La stratégie des Républicains semble rester muette plutôt que de montrer davantage de division, après la défaite écrasante à l’élection présidentielle (4,78 %) et l’absence de consensus sur les consignes de vote avant le second tour, dont Macron est sorti vainqueur.

Valérie Pécresse, candidate présidentielle du parti, avait indiqué qu’elle voterait pour Macron sans donner de consignes de vote à ses électeurs.

Plusieurs personnalités ont toujours refusé de voter pour Macron. Ce fut le cas d’Éric Ciotti, numéro deux de la campagne de Pécresse, ou de Nadine Morano, eurodéputée du parti LR.

Les Républicains sont confrontés à un problème similaire à celui de la gauche française, puisqu’il ne s’agit pas seulement d’une question d’affiliation idéologique aux partis de Macron ou de Le Pen, mais de la question de la réélection des députés LR sortants pour la prochaine législature.

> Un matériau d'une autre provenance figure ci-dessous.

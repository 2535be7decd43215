//! Field-level diff between two `Data` snapshots.
//!
//! Used to render the before/after view of a pending content update.

use serde::{Deserialize, Serialize};

use crate::content_update::FieldValue;
use crate::types::DbId;

/// The status of a field in a diff comparison.
#[derive(Debug, Clone, Copy, PartialEq, Eq, Serialize, Deserialize)]
#[serde(rename_all = "snake_case")]
pub enum DiffStatus {
    Added,
    Removed,
    Changed,
    Unchanged,
}

impl DiffStatus {
    pub fn as_str(&self) -> &'static str {
        match self {
            Self::Added => "added",
            Self::Removed => "removed",
            Self::Changed => "changed",
            Self::Unchanged => "unchanged",
        }
    }
}

impl std::fmt::Display for DiffStatus {
    fn fmt(&self, f: &mut std::fmt::Formatter<'_>) -> std::fmt::Result {
        f.write_str(self.as_str())
    }
}

/// One row of a field diff.
#[derive(Debug, Clone, PartialEq, Serialize)]
pub struct FieldDiff {
    pub field_id: DbId,
    pub status: DiffStatus,
    pub before: Option<serde_json::Value>,
    pub after: Option<serde_json::Value>,
}

/// Compare two field lists by `field_id`.
///
/// Output is ordered by `field_id`.
pub fn diff_fields(before: &[FieldValue], after: &[FieldValue]) -> Vec<FieldDiff> {
    let mut ids: Vec<DbId> = before
        .iter()
        .chain(after.iter())
        .map(|f| f.field_id)
        .collect();
    ids.sort_unstable();
    ids.dedup();

    ids.into_iter()
        .map(|field_id| {
            let old = before.iter().find(|f| f.field_id == field_id);
            let new = after.iter().find(|f| f.field_id == field_id);
            let status = match (old, new) {
                (None, Some(_)) => DiffStatus::Added,
                (Some(_), None) => DiffStatus::Removed,
                (Some(o), Some(n)) if o.value != n.value => DiffStatus::Changed,
                _ => DiffStatus::Unchanged,
            };
            FieldDiff {
                field_id,
                status,
                before: old.map(|f| f.value.clone()),
                after: new.map(|f| f.value.clone()),
            }
        })
        .collect()
}
//! User account validation.

use std::sync::LazyLock;

use regex::Regex;

use crate::error::CoreError;
use crate::roles::VALID_ROLES;

/// Conflict message for a duplicate username or email.
pub const USER_ALREADY_EXISTS: &str = "User Already Exists";

/// Minimum password length accepted on account creation.
pub const MIN_PASSWORD_LENGTH: usize = 8;

pub const MAX_USERNAME_LENGTH: usize = 64;

static USERNAME_RE: LazyLock<Regex> =
    LazyLock::new(|| Regex::new(r"^[A-Za-z0-9_.\-]+$").expect("valid regex"));

static EMAIL_RE: LazyLock<Regex> =
    LazyLock::new(|| Regex::new(r"^[^@\s]+@[^@\s]+\.[^@\s]+$").expect("valid regex"));

pub fn validate_username(username: &str) -> Result<(), CoreError> {
    if username.is_empty() || username.len() > MAX_USERNAME_LENGTH {
        return Err(CoreError::Validation(format!(
            "Username must be between 1 and {MAX_USERNAME_LENGTH} characters"
        )));
    }
    if !USERNAME_RE.is_match(username) {
        return Err(CoreError::Validation(
            "Username may only contain letters, digits, '.', '_' and '-'".to_string(),
        ));
    }
    Ok(())
}

pub fn validate_email(email: &str) -> Result<(), CoreError> {
    if !EMAIL_RE.is_match(email) {
        return Err(CoreError::Validation(format!(
            "'{email}' is not a valid email address"
        )));
    }
    Ok(())
}

pub fn validate_role(role: &str) -> Result<(), CoreError> {
    if !VALID_ROLES.contains(&role) {
        return Err(CoreError::Validation(format!(
            "Invalid role '{role}'. Must be one of: {}",
            VALID_ROLES.join(", ")
        )));
    }
    Ok(())
}

pub fn validate_password(password: &str) -> Result<(), CoreError> {
    if password.len() < MIN_PASSWORD_LENGTH {
        return Err(CoreError::Validation(format!(
            "Password must be at least {MIN_PASSWORD_LENGTH} characters long"
        )));
    }
    Ok(())
}

#[cfg(test)]
mod tests {
    use super::*;

    #[test]
    fn usernames() {
        assert!(validate_username("jane.doe-01").is_ok());
        assert!(validate_username("").is_err());
        assert!(validate_username("has space").is_err());
    }

    #[test]
    fn emails() {
        assert!(validate_email("a@example.org").is_ok());
        assert!(validate_email("not-an-email").is_err());
        assert!(validate_email("two@@example.org").is_err());
    }

    #[test]
    fn roles() {
        assert!(validate_role("trainer").is_ok());
        assert!(validate_role("superuser").is_err());
    }

    #[test]
    fn passwords() {
        assert!(validate_password("short").is_err());
        assert!(validate_password("long-enough").is_ok());
    }
}
//! Repository for the `attempts` table.

use sqlx::types::Json;
use sqlx::PgPool;
use learnhub_core::types::DbId;

use crate::models::attempt::{Attempt, CreateAttempt};

/// Column list for `attempts` queries.
const COLUMNS: &str = "id, resource_kind, resource_id, course_id, session_id, user_id, \
    trainer_id, answers, score, passed, submitted_at";

/// Provides persistence for survey and assessment submissions.
pub struct AttemptRepo;

impl AttemptRepo {
    pub async fn create(pool: &PgPool, input: &CreateAttempt) -> Result<Attempt, sqlx::Error> {
        let query = format!(
            "INSERT INTO attempts
                (resource_kind, resource_id, course_id, session_id, user_id, trainer_id,
                 answers, score, passed)
             VALUES ($1, $2, $3, $4, $5, $6, $7, $8, $9)
             RETURNING {COLUMNS}"
        );
        sqlx::query_as::<_, Attempt>(&query)
            .bind(&input.resource_kind)
            .bind(input.resource_id)
            .bind(input.course_id)
            .bind(input.session_id)
            .bind(input.user_id)
            .bind(input.trainer_id)
            .bind(Json(&input.answers))
            .bind(input.score)
            .bind(input.passed)
            .fetch_one(pool)
            .await
    }

    /// Every attempt submitted within a course, oldest first.
    pub async fn list_for_course(
        pool: &PgPool,
        course_id: DbId,
    ) -> Result<Vec<Attempt>, sqlx::Error> {
        let query = format!(
            "SELECT {COLUMNS} FROM attempts WHERE course_id = $1 ORDER BY submitted_at, id"
        );
        sqlx::query_as::<_, Attempt>(&query)
            .bind(course_id)
            .fetch_all(pool)
            .await
    }

    /// A user's attempts at one survey or assessment, newest first.
    pub async fn list_for_user(
        pool: &PgPool,
        resource_kind: &str,
        resource_id: DbId,
        user_id: DbId,
    ) -> Result<Vec<Attempt>, sqlx::Error> {
        let query = format!(
            "SELECT {COLUMNS} FROM attempts
             WHERE resource_kind = $1 AND resource_id = $2 AND user_id = $3
             ORDER BY submitted_at DESC, id DESC"
        );
        sqlx::query_as::<_, Attempt>(&query)
            .bind(resource_kind)
            .bind(resource_id)
            .bind(user_id)
            .fetch_all(pool)
            .await
    }
}
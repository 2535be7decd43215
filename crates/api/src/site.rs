//! Site-wide display settings shared by notifications and preview pages.
//!
//! Read once at start-up from the JSON file named by `SITE_CONFIG_PATH` and
//! shared read-only through `AppState`.

use std::path::Path;

use serde::Deserialize;

#[derive(Debug, thiserror::Error)]
pub enum SiteConfigError {
    #[error("Failed to read site config {path}: {source}")]
    Read {
        path: String,
        source: std::io::Error,
    },

    #[error("Invalid site config {path}: {source}")]
    Parse {
        path: String,
        source: serde_json::Error,
    },
}

#[derive(Debug, Clone, PartialEq, Eq, Deserialize)]
#[serde(default)]
pub struct SiteConfig {
    pub site_name: String,
    /// Public URL of the web app, used in links and preview redirects.
    pub base_url: String,
    /// Image attached to notifications whose event carries none.
    pub default_image: Option<String>,
    /// `og:image` of preview pages.
    pub preview_image: Option<String>,
}

impl Default for SiteConfig {
    fn default() -> Self {
        Self {
            site_name: "LearnHub".to_string(),
            base_url: "http://localhost:5173".to_string(),
            default_image: None,
            preview_image: None,
        }
    }
}

impl SiteConfig {
    /// Load from `SITE_CONFIG_PATH`, or defaults when the variable is unset.
    pub fn from_env() -> Result<Self, SiteConfigError> {
        match std::env::var("SITE_CONFIG_PATH") {
            Ok(path) => Self::load(Path::new(&path)),
            Err(_) => Ok(Self::default()),
        }
    }

    /// Parse a JSON file. Missing keys take their default.
    pub fn load(path: &Path) -> Result<Self, SiteConfigError> {
        let display = path.display().to_string();
        let raw = std::fs::read_to_string(path).map_err(|source| SiteConfigError::Read {
            path: display.clone(),
            source,
        })?;
        Self::parse(&raw).map_err(|source| SiteConfigError::Parse {
            path: display,
            source,
        })
    }

    pub fn parse(raw: &str) -> Result<Self, serde_json::Error> {
        serde_json::from_str(raw)
    }
}

#[cfg(test)]
mod tests {
    use super::*;

    #[test]
    fn partial_file_keeps_defaults() {
        let site = SiteConfig::parse(r#"{"site_name": "Academy"}"#).unwrap();
        assert_eq!(site.site_name, "Academy");
        assert_eq!(site.base_url, SiteConfig::default().base_url);
        assert!(site.default_image.is_none());
    }

    #[test]
    fn missing_file_is_a_read_error() {
        let err = SiteConfig::load(Path::new("/nonexistent/site.json")).unwrap_err();
        assert!(matches!(err, SiteConfigError::Read { .. }));
    }

    #[test]
    fn malformed_json_is_a_parse_error() {
        assert!(SiteConfig::parse("{not json").is_err());
    }
}
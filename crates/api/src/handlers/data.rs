//! Handlers for `/data` records and `/data-fields` definitions.
//!
//! Record contents change through approved content updates; only sign-off and
//! the admin bulk status write touch records directly.

use axum::extract::{Path, Query, State};
use axum::http::StatusCode;
use axum::Json;
use learnhub_core::error::CoreError;
use learnhub_core::notification::EVENT_DATA_BULK_STATUS;
use learnhub_core::types::DbId;
use learnhub_db::models::data_record::{
    BulkStatusUpdate, CreateDataField, DataField, DataRecord, DataRecordFilter,
};
use learnhub_db::repositories::data_field_repo::FIELD_TYPES;
use learnhub_db::repositories::{DataFieldRepo, DataRecordRepo};
use learnhub_events::PlatformEvent;
use serde_json::json;

use crate::error::{AppError, AppResult};
use crate::middleware::auth::AuthUser;
use crate::middleware::rbac::RequireAdmin;
use crate::response::ApiResponse;
use crate::state::AppState;

/// GET /api/v1/data
pub async fn list_records(
    _auth: AuthUser,
    State(state): State<AppState>,
    Query(filter): Query<DataRecordFilter>,
) -> AppResult<Json<ApiResponse<Vec<DataRecord>>>> {
    let records = DataRecordRepo::list(&state.pool, &filter).await?;
    Ok(Json(ApiResponse::ok(records)))
}

/// GET /api/v1/data/{id}
pub async fn get_record(
    _auth: AuthUser,
    State(state): State<AppState>,
    Path(id): Path<DbId>,
) -> AppResult<Json<ApiResponse<DataRecord>>> {
    let record = DataRecordRepo::find_by_id(&state.pool, id)
        .await?
        .ok_or(AppError::Core(CoreError::NotFound { entity: "Data", id }))?;
    Ok(Json(ApiResponse::ok(record)))
}

/// POST /api/v1/data/{id}/sign
pub async fn sign_record(
    RequireAdmin(admin): RequireAdmin,
    State(state): State<AppState>,
    Path(id): Path<DbId>,
) -> AppResult<Json<ApiResponse<DataRecord>>> {
    let record = DataRecordRepo::sign(&state.pool, id, admin.user_id)
        .await?
        .ok_or(AppError::Core(CoreError::NotFound { entity: "Data", id }))?;

    tracing::info!(data_id = id, user_id = admin.user_id, "Data record signed");
    // Signed and unsigned records are counted separately.
    state.recount.enqueue(format!("data {id} signed"));
    Ok(Json(ApiResponse::ok(record)))
}

/// POST /api/v1/data/bulk-status
///
/// Writes `is_active` / `temp_inactive` directly, bypassing the approval log.
pub async fn update_bulk_status(
    RequireAdmin(admin): RequireAdmin,
    State(state): State<AppState>,
    Json(input): Json<BulkStatusUpdate>,
) -> AppResult<Json<ApiResponse<serde_json::Value>>> {
    if input.ids.is_empty() {
        return Err(AppError::Core(CoreError::Validation(
            "ids must not be empty".into(),
        )));
    }
    if input.is_active.is_none() && input.temp_inactive.is_none() {
        return Err(AppError::Core(CoreError::Validation(
            "Provide is_active or temp_inactive".into(),
        )));
    }

    let updated = DataRecordRepo::update_bulk_status(&state.pool, &input).await?;
    tracing::warn!(
        user_id = admin.user_id,
        requested = input.ids.len(),
        updated,
        is_active = ?input.is_active,
        temp_inactive = ?input.temp_inactive,
        "Bulk status write outside the approval log"
    );

    state.publish(
        PlatformEvent::new(EVENT_DATA_BULK_STATUS)
            .with_actor(admin.user_id)
            .with_payload(json!({
                "data_ids": input.ids,
                "is_active": input.is_active,
                "temp_inactive": input.temp_inactive,
                "updated": updated,
            })),
    );
    state.recount.enqueue("bulk status write");

    Ok(Json(ApiResponse::ok(json!({ "updated": updated }))))
}

// ---------------------------------------------------------------------------
// Field definitions
// ---------------------------------------------------------------------------

/// GET /api/v1/data-fields
pub async fn list_fields(
    _auth: AuthUser,
    State(state): State<AppState>,
) -> AppResult<Json<ApiResponse<Vec<DataField>>>> {
    Ok(Json(ApiResponse::ok(DataFieldRepo::list(&state.pool).await?)))
}

/// POST /api/v1/data-fields
pub async fn create_field(
    RequireAdmin(_): RequireAdmin,
    State(state): State<AppState>,
    Json(input): Json<CreateDataField>,
) -> AppResult<(StatusCode, Json<ApiResponse<DataField>>)> {
    if input.name.trim().is_empty() {
        return Err(AppError::Core(CoreError::Validation(
            "Field name must not be empty".into(),
        )));
    }
    if !FIELD_TYPES.contains(&input.field_type.as_str()) {
        return Err(AppError::Core(CoreError::Validation(format!(
            "Invalid field type '{}'. Must be one of: {}",
            input.field_type,
            FIELD_TYPES.join(", ")
        ))));
    }
    let field = DataFieldRepo::create(&state.pool, &input).await?;
    Ok((StatusCode::CREATED, Json(ApiResponse::ok(field))))
}
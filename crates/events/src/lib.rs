//! LearnHub event bus, mail delivery and background counter maintenance.
//!
//! - [`EventBus`]: in-process publish/subscribe hub backed by
//!   `tokio::sync::broadcast`.
//! - [`PlatformEvent`]: the domain event envelope.
//! - [`delivery`]: templated SMTP email and best-effort mail dispatch.
//! - [`RecountQueue`]: coalescing background queue for org unit counters.

pub mod bus;
pub mod delivery;
pub mod recount;

pub use bus::{EventBus, PlatformEvent};
pub use delivery::dispatch::MailDispatcher;
pub use delivery::email::{EmailConfig, EmailDelivery, EmailError, MailRenderer, TemplatedMail};
pub use recount::{RecountConfig, RecountQueue, RecountWorker};
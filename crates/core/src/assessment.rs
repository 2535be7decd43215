//! Questions, answers and grading for assessments and surveys.

use std::collections::HashSet;

use serde::{Deserialize, Serialize};

use crate::error::CoreError;
use crate::rating::MAX_SCORE;

/// Lowest star answer. Zero is not a star: rating lists use it for "not
/// rated yet", so a star answer is always `MIN_STARS..=MAX_SCORE`.
pub const MIN_STARS: i32 = 1;

/// Default pass mark for assessments, in percent.
pub const DEFAULT_PASS_MARK: i32 = 70;

/// Question type.
#[derive(Debug, Clone, Copy, PartialEq, Eq, Serialize, Deserialize)]
#[serde(rename_all = "SCREAMING_SNAKE_CASE")]
pub enum QuestionKind {
    StarRating,
    MultipleChoice,
    Text,
}

/// One entry of an assessment's or survey's `questions` array.
#[derive(Debug, Clone, PartialEq, Serialize, Deserialize)]
pub struct Question {
    pub id: String,
    pub text: String,
    pub kind: QuestionKind,
    #[serde(default)]
    pub options: Vec<String>,
    /// Index into `options` of the correct choice. Only meaningful for
    /// graded multiple-choice questions.
    #[serde(default)]
    pub correct_option: Option<usize>,
}

/// One submitted answer.
#[derive(Debug, Clone, PartialEq, Serialize, Deserialize)]
pub struct Answer {
    pub question_id: String,
    pub value: serde_json::Value,
}

/// Outcome of grading an attempt.
#[derive(Debug, Clone, PartialEq, Serialize)]
pub struct Grade {
    pub correct: i32,
    pub gradable: i32,
    /// Percentage of gradable questions answered correctly; `None` when
    /// nothing is gradable (surveys).
    pub score: Option<f64>,
    pub passed: Option<bool>,
}

/// Validate a question list.
pub fn validate_questions(questions: &[Question]) -> Result<(), CoreError> {
    let mut ids = HashSet::new();
    for q in questions {
        if q.id.trim().is_empty() {
            return Err(CoreError::Validation("Question id must not be empty".into()));
        }
        if !ids.insert(q.id.as_str()) {
            return Err(CoreError::Validation(format!(
                "Duplicate question id '{}'",
                q.id
            )));
        }
        if q.text.trim().is_empty() {
            return Err(CoreError::Validation(format!(
                "Question '{}' has no text",
                q.id
            )));
        }
        if q.kind == QuestionKind::MultipleChoice {
            if q.options.len() < 2 {
                return Err(CoreError::Validation(format!(
                    "Multiple-choice question '{}' needs at least two options",
                    q.id
                )));
            }
            if q.correct_option.is_some_and(|i| i >= q.options.len()) {
                return Err(CoreError::Validation(format!(
                    "Question '{}' marks a correct option that does not exist",
                    q.id
                )));
            }
        }
    }
    Ok(())
}

/// Validate a pass mark percentage.
pub fn validate_pass_mark(pass_mark: i32) -> Result<(), CoreError> {
    if !(0..=100).contains(&pass_mark) {
        return Err(CoreError::Validation(format!(
            "Pass mark must be between 0 and 100, got {pass_mark}"
        )));
    }
    Ok(())
}

/// Star value of an answer, if it is a number from 1 to 5.
pub fn star_value(answer: &Answer) -> Option<f64> {
    answer
        .value
        .as_f64()
        .filter(|v| (f64::from(MIN_STARS)..=f64::from(MAX_SCORE)).contains(v))
}

/// Validate answers against the questions they reference.
pub fn validate_answers(questions: &[Question], answers: &[Answer]) -> Result<(), CoreError> {
    let mut answered = HashSet::new();
    for answer in answers {
        let question = questions
            .iter()
            .find(|q| q.id == answer.question_id)
            .ok_or_else(|| {
                CoreError::Validation(format!("Unknown question '{}'", answer.question_id))
            })?;

        if !answered.insert(answer.question_id.as_str()) {
            return Err(CoreError::Validation(format!(
                "Question '{}' answered twice",
                answer.question_id
            )));
        }

        let valid = match question.kind {
            QuestionKind::StarRating => star_value(answer).is_some(),
            QuestionKind::MultipleChoice => answer
                .value
                .as_u64()
                .is_some_and(|i| (i as usize) < question.options.len()),
            QuestionKind::Text => answer.value.is_string(),
        };
        if !valid {
            return Err(CoreError::Validation(format!(
                "Invalid answer for question '{}'",
                question.id
            )));
        }
    }
    Ok(())
}

/// Grade an attempt: multiple-choice questions with a `correct_option` count.
pub fn grade(questions: &[Question], answers: &[Answer], pass_mark: i32) -> Grade {
    let mut correct = 0;
    let mut gradable = 0;

    for q in questions {
        let (QuestionKind::MultipleChoice, Some(expected)) = (q.kind, q.correct_option) else {
            continue;
        };
        gradable += 1;
        let chosen = answers
            .iter()
            .find(|a| a.question_id == q.id)
            .and_then(|a| a.value.as_u64());
        if chosen == Some(expected as u64) {
            correct += 1;
        }
    }

    let score = (gradable > 0).then(|| f64::from(correct) * 100.0 / f64::from(gradable));
    Grade {
        correct,
        gradable,
        score,
        passed: score.map(|s| s >= f64::from(pass_mark)),
    }
}

#[cfg(test)]
mod tests {
    use super::*;
    use serde_json::json;

    fn mc(id: &str, correct: Option<usize>) -> Question {
        Question {
            id: id.to_string(),
            text: format!("Question {id}"),
            kind: QuestionKind::MultipleChoice,
            options: vec!["a".into(), "b".into(), "c".into()],
            correct_option: correct,
        }
    }

    fn star(id: &str) -> Question {
        Question {
            id: id.to_string(),
            text: "How was it?".to_string(),
            kind: QuestionKind::StarRating,
            options: vec![],
            correct_option: None,
        }
    }

    fn answer(question_id: &str, value: serde_json::Value) -> Answer {
        Answer {
            question_id: question_id.to_string(),
            value,
        }
    }

    #[test]
    fn question_kind_uses_screaming_case() {
        assert_eq!(
            serde_json::to_value(QuestionKind::StarRating).unwrap(),
            json!("STAR_RATING")
        );
    }

    #[test]
    fn duplicate_ids_rejected() {
        assert!(validate_questions(&[mc("q1", Some(0)), star("q1")]).is_err());
        assert!(validate_questions(&[mc("q1", Some(0)), star("q2")]).is_ok());
    }

    #[test]
    fn correct_option_must_exist() {
        assert!(validate_questions(&[mc("q1", Some(3))]).is_err());
    }

    #[test]
    fn answers_checked_by_kind() {
        let questions = vec![mc("q1", Some(1)), star("q2")];
        assert!(validate_answers(&questions, &[answer("q1", json!(2)), answer("q2", json!(4))]).is_ok());
        assert!(validate_answers(&questions, &[answer("q1", json!(3))]).is_err());
        assert!(validate_answers(&questions, &[answer("q2", json!(6))]).is_err());
        assert!(validate_answers(&questions, &[answer("q2", json!(0))]).is_err());
        assert!(validate_answers(&questions, &[answer("q2", json!(1))]).is_ok());
        assert!(validate_answers(&questions, &[answer("zz", json!(1))]).is_err());
        assert!(validate_answers(
            &questions,
            &[answer("q2", json!(4)), answer("q2", json!(5))]
        )
        .is_err());
    }

    #[test]
    fn grading_counts_correct_choices() {
        let questions = vec![mc("q1", Some(1)), mc("q2", Some(0)), star("q3")];
        let grade = grade(
            &questions,
            &[answer("q1", json!(1)), answer("q2", json!(2)), answer("q3", json!(5))],
            50,
        );
        assert_eq!(grade.correct, 1);
        assert_eq!(grade.gradable, 2);
        assert_eq!(grade.score, Some(50.0));
        assert_eq!(grade.passed, Some(true));
    }

    #[test]
    fn survey_has_no_grade() {
        let grade = grade(&[star("q1")], &[answer("q1", json!(3))], DEFAULT_PASS_MARK);
        assert_eq!(grade.score, None);
        assert_eq!(grade.passed, None);
    }

    #[test]
    fn pass_mark_bounds() {
        assert!(validate_pass_mark(0).is_ok());
        assert!(validate_pass_mark(100).is_ok());
        assert!(validate_pass_mark(101).is_err());
    }
}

Les quelque 100 parlementaires actuels de LR sont conscients qu’ils ne seront probablement pas tous réélus faute d’accords avec d’autres formations politiques. Les premiers sondages pour les prochaines élections législatives du 12 juin suggèrent que ce nombre pourrait être divisé par deux, voire plus.

La performance de Macron et des candidats d’extrême droite à l’élection présidentielle pourrait donc être déterminante dans leur décision personnelle.